When we debug pipeline, we will get job instance id of triggered job group in response of API call (similar to job trigger API)

Call Guzzle REST API which initializes a batch record:

Request Body:

{
  "contextParams": {
    "system": "sp"
  },
  "businessDate": "2020-04-02 16:11:38",
  "environment": "test2"
}

When we debug pipeline, we will not get anything in response of the API call

Call Guzzle REST API which initializes batch records for multiple days:

Request Body:

{
  "contextParams": {
    "system": "sp",
    "location": "all"
  },
  "businessDateRange": {
    "startDate": "2020-04-02 16:00:00",
    "endDate": "2020-04-06 16:00:00"
  },
  "period": "1",
  "environment": "test2"
}

When we debug pipeline, we will not get anything in response of the API call

Call Guzzle REST API which triggers a stage of the batch:

Request Body:

{
  "param1": "value1",
  "system": "sp",
  "guzzle.spark.name": "local1",
  "stage": "STG",
  "environment": "test2"
}

When we debug pipeline, we will not get anything in response of the API call

Call Guzzle REST API which triggers multiple stages of the batch:

Request Body:

{
  "param1": "value1",
  "system": "sp",
  "guzzle.spark.name": "local1",
  "stage": "STG,FND,PLP",
  "environment": "test2"
}

When we debug pipeline, we will not get anything in response of the API call

Guzzle CLI

You can use Guzzle CLI using one of shell script guzzle.sh located under $GUZZLE_HOME/scripts directory.

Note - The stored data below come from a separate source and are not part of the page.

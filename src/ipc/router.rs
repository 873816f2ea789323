use crate::murmur::{AclEntry, AclSnapshot, AdminServer, NameMap, UserInfoField, UserInfoMap};
use serde_json::{json, Map, Value};

use super::failure::DispatchError;
use super::params::{
    array, bool_or, int_or, object, required_int, required_string, string_or, Params,
};

// ============================================================================
// Method Table
// ============================================================================

/// The fixed set of operations the bridge exposes.
#[derive(Debug, Clone, Copy, PartialEq, Eq)]
pub enum Method {
    RegisterUser,
    UnregisterUser,
    UpdateRegistration,
    GetRegisteredUsers,
    SetAcl,
    GetAcl,
    GetRegistration,
}

impl Method {
    pub const ALL: [Method; 7] = [
        Method::RegisterUser,
        Method::UnregisterUser,
        Method::UpdateRegistration,
        Method::GetRegisteredUsers,
        Method::SetAcl,
        Method::GetAcl,
        Method::GetRegistration,
    ];

    pub fn as_str(self) -> &'static str {
        match self {
            Method::RegisterUser => "registerUser",
            Method::UnregisterUser => "unregisterUser",
            Method::UpdateRegistration => "updateRegistration",
            Method::GetRegisteredUsers => "getRegisteredUsers",
            Method::SetAcl => "setACL",
            Method::GetAcl => "getACL",
            Method::GetRegistration => "getRegistration",
        }
    }

    /// Exact, case-sensitive lookup.
    pub fn from_name(name: &str) -> Option<Self> {
        Self::ALL.into_iter().find(|method| method.as_str() == name)
    }
}

// ============================================================================
// Dispatch
// ============================================================================

/// Runs one operation against the server. Unknown methods fail before any
/// remote call is made.
pub fn dispatch(
    server: &mut dyn AdminServer,
    method: &str,
    params: &Params,
) -> Result<Value, DispatchError> {
    let method =
        Method::from_name(method).ok_or_else(|| DispatchError::UnknownMethod(method.to_string()))?;

    match method {
        Method::RegisterUser => handle_register_user(server, params),
        Method::UnregisterUser => {
            let user_id = required_int(params, "userId")?;
            server.unregister_user(user_id)?;
            Ok(Value::Null)
        }
        Method::UpdateRegistration => handle_update_registration(server, params),
        Method::GetRegisteredUsers => {
            let filter = string_or(params, "filter", "")?;
            let users = server.get_registered_users(&filter)?;
            Ok(name_map_to_json(users))
        }
        Method::SetAcl => handle_set_acl(server, params),
        Method::GetAcl => {
            let channel_id = required_int(params, "channelId")?;
            let snapshot = server.get_acl(channel_id)?;
            Ok(acl_snapshot_to_json(snapshot))
        }
        Method::GetRegistration => {
            let user_id = required_int(params, "userId")?;
            let info = server.get_registration(user_id)?;
            Ok(user_info_to_json(info))
        }
    }
}

fn handle_register_user(
    server: &mut dyn AdminServer,
    params: &Params,
) -> Result<Value, DispatchError> {
    let mut info = UserInfoMap::new();
    info.insert(UserInfoField::Name, required_string(params, "username")?);
    info.insert(UserInfoField::Password, required_string(params, "password")?);
    let user_id = server.register_user(&info)?;
    Ok(json!(user_id))
}

fn handle_update_registration(
    server: &mut dyn AdminServer,
    params: &Params,
) -> Result<Value, DispatchError> {
    let user_id = required_int(params, "userId")?;
    let empty = Map::new();
    let updates = match params.get("updates") {
        None | Some(Value::Null) => &empty,
        Some(value) => object("updates", value)?,
    };

    // only keys the caller sent are forwarded
    let mut info = UserInfoMap::new();
    if updates.contains_key("username") {
        info.insert(UserInfoField::Name, required_string(updates, "username")?);
    }
    if updates.contains_key("password") {
        info.insert(UserInfoField::Password, required_string(updates, "password")?);
    }
    server.update_registration(user_id, &info)?;
    Ok(Value::Null)
}

fn handle_set_acl(server: &mut dyn AdminServer, params: &Params) -> Result<Value, DispatchError> {
    let channel_id = required_int(params, "channelId")?;
    let entries = match params.get("acls") {
        None | Some(Value::Null) => &[][..],
        Some(value) => array("acls", value)?,
    };
    let acls = entries
        .iter()
        .enumerate()
        .map(|(index, entry)| acl_from_json(index, entry))
        .collect::<Result<Vec<_>, _>>()?;
    let inherit = bool_or(params, "inherit", true);

    // group definitions are not editable through the bridge
    server.set_acl(channel_id, &acls, &[], inherit)?;
    Ok(Value::Null)
}

fn acl_from_json(index: usize, entry: &Value) -> Result<AclEntry, DispatchError> {
    let field = format!("acls[{index}]");
    let entry = object(&field, entry)?;
    let defaults = AclEntry::default();
    // `userid` is the wire name; `userId` is accepted as well
    let user_id = match entry.get("userid") {
        Some(_) => int_or(entry, "userid", defaults.user_id)?,
        None => int_or(entry, "userId", defaults.user_id)?,
    };
    Ok(AclEntry {
        apply_here: bool_or(entry, "applyHere", defaults.apply_here),
        apply_subs: bool_or(entry, "applySubs", defaults.apply_subs),
        inherited: bool_or(entry, "inherited", defaults.inherited),
        user_id,
        group: string_or(entry, "group", &defaults.group)?,
        allow: int_or(entry, "allow", defaults.allow)?,
        deny: int_or(entry, "deny", defaults.deny)?,
    })
}

// ============================================================================
// Result Shaping
// ============================================================================

/// JSON object keys must be strings, so integer user ids are stringified.
fn name_map_to_json(users: NameMap) -> Value {
    Value::Object(
        users
            .into_iter()
            .map(|(id, name)| (id.to_string(), Value::String(name)))
            .collect(),
    )
}

/// Group definitions are dropped from the response.
fn acl_snapshot_to_json(snapshot: AclSnapshot) -> Value {
    let acls: Vec<Value> = snapshot
        .acls
        .iter()
        .map(|acl| {
            json!({
                "applyHere": acl.apply_here,
                "applySubs": acl.apply_subs,
                "inherited": acl.inherited,
                "userid": acl.user_id,
                "group": acl.group,
                "allow": acl.allow,
                "deny": acl.deny,
            })
        })
        .collect();
    json!({
        "acls": acls,
        "inherit": snapshot.inherit,
    })
}

fn user_info_to_json(info: UserInfoMap) -> Value {
    Value::Object(
        info.into_iter()
            .map(|(field, value)| (field.label(), Value::String(value)))
            .collect(),
    )
}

If you execute this script on $ prompt it will print the entire help for working with Guzzle CLI as seen below,

Usage: ./guzzle.sh [COMMAND]

    where COMMAND is one of:

    run
        use to run job or stages

        job
            to run adhoc guzzle job.
            usage: ./guzzle.sh run job job_name environment [parameters] [spark_config]

            ex. ./guzzle.sh run job transaction_csv_staging environment=prod "business_date=2019-01-01 00:00:00" param1=value1 param2=value2
                ./guzzle.sh run job transaction_csv_staging environment=prod job_instance_id=190315105226 "business_date=2019-01-01 00:00:00" param1=value1 guzzle.spark.num_executors=1 guzzle.spark.driver_memory=512m

            job_name        guzzle job name
                            ex. transaction_csv_staging
            environment     environment name
                            ex. environment=prod
            [parameters]    job parameters. it is specified in key=value format.
                            ex. job_instance_id=190315105226 location=SG system=transaction "business_date=2019-01-01 00:00:00" ...
            [spark_config]  used to overwrite default spark configuration. spark parameters are passed with "guzzle.spark" prefix
                            ex. guzzle.spark.num_executors=1 guzzle.spark.driver_memory=512m ...

        stage
            used to run stages.
            usage: ./guzzle.sh run stage environment context_params stage [parameters]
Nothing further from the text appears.